D. Dickes, Y. Zhao, F. Baier, B. Öztürk, R. Völkl;, T. Li, M.C. Galetz, U. Glatzel
Appl. Phys. Lett. 124 (2024), 071903, DOI: 10.1063/5.0190771
(a) Detailed backscattered SEM images of TiZrNbHfTa after the two-step oxidation process with (b) corresponding EDS elemental mappings.
Reprinted from Appl. Phys. Lett. with permission from AIP Publishing according to the Creative Commons license.

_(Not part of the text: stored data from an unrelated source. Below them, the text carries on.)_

use std::fmt::{self, Write};

use super::preformatted;
use crate::presentation::formatters::product_detail;
use crate::presentation::presenters::catalog::{NO_BINS, NO_PRODUCTS, UNNAMED_BIN, UNNAMED_PRODUCT};
use crate::presentation::view_models::{BinListViewModel, ProductListViewModel, ViewMode};

// --------------------------------------------------------
// Bin List View
// --------------------------------------------------------

pub struct BinListView<'a> {
    data: &'a BinListViewModel,
    mode: ViewMode,
}

impl<'a> BinListView<'a> {
    pub fn new(data: &'a BinListViewModel, mode: ViewMode) -> Self {
        Self { data, mode }
    }

    fn render(&self, w: &mut impl Write) -> fmt::Result {
        if self.data.bins.is_empty() {
            return writeln!(w, "{}", NO_BINS);
        }

        let id_width = self
            .data
            .bins
            .iter()
            .map(|b| b.id.to_string().len())
            .max()
            .unwrap_or(0)
            .max(2);

        writeln!(w, "{:>id_width$}  NAME", "ID")?;
        for bin in &self.data.bins {
            writeln!(
                w,
                "{:>id_width$}  {}",
                bin.id,
                bin.name.as_deref().unwrap_or(UNNAMED_BIN)
            )?;
        }
        Ok(())
    }
}

impl<'a> fmt::Display for BinListView<'a> {
    fn fmt(&self, f: &mut fmt::Formatter) -> fmt::Result {
        match self.mode {
            ViewMode::Text => self.render(f),
            ViewMode::Markup => preformatted(f, |w| self.render(w)),
        }
    }
}

// --------------------------------------------------------
// Product List View
// --------------------------------------------------------

pub struct ProductListView<'a> {
    data: &'a ProductListViewModel,
    mode: ViewMode,
}

impl<'a> ProductListView<'a> {
    pub fn new(data: &'a ProductListViewModel, mode: ViewMode) -> Self {
        Self { data, mode }
    }

    fn render(&self, w: &mut impl Write) -> fmt::Result {
        if self.data.skipped {
            return Ok(());
        }
        if self.data.products.is_empty() {
            return writeln!(w, "{}", NO_PRODUCTS);
        }

        for product in &self.data.products {
            writeln!(
                w,
                "{}",
                product.description.as_deref().unwrap_or(UNNAMED_PRODUCT)
            )?;
            writeln!(w, "  {}", product_detail(&product.upc, product.qty_per_case))?;
        }
        Ok(())
    }
}

impl<'a> fmt::Display for ProductListView<'a> {
    fn fmt(&self, f: &mut fmt::Formatter) -> fmt::Result {
        match self.mode {
            ViewMode::Text => self.render(f),
            ViewMode::Markup => preformatted(f, |w| self.render(w)),
        }
    }
}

Aiming for an increased surface hardness and a better wear resistance of TiZrNbHfTa, we investigate a two-step process combining oxidation of rolled, ultrafine-grained, single-phase bcc TiZrNbHfTa in air at 550 °C with a vacuum heat treatment process at 1200 °C, including subsequent quenching. The first process step is associated with the formation of a surface oxide layer, a phase decomposition of the bulk, and oxygen ingress into the bulk, leading to an oxygen-enriched subsurface region containing internal oxides. The second process step is capable of restoring the single-phase nature of the bulk TiZrNbHfTa. At the same time, the presence of a compact surface oxide layer of 1–2 μm and an oxygen-enriched subsurface region underneath is preserved. The oxygen present in the subsurface region stabilizes a two-phase regime consisting of a Hf- and Zr-rich hcp phase and an Nb- and Ta-rich bcc phase, with the oxygen being interstitially dissolved predominantly in the hcp phase.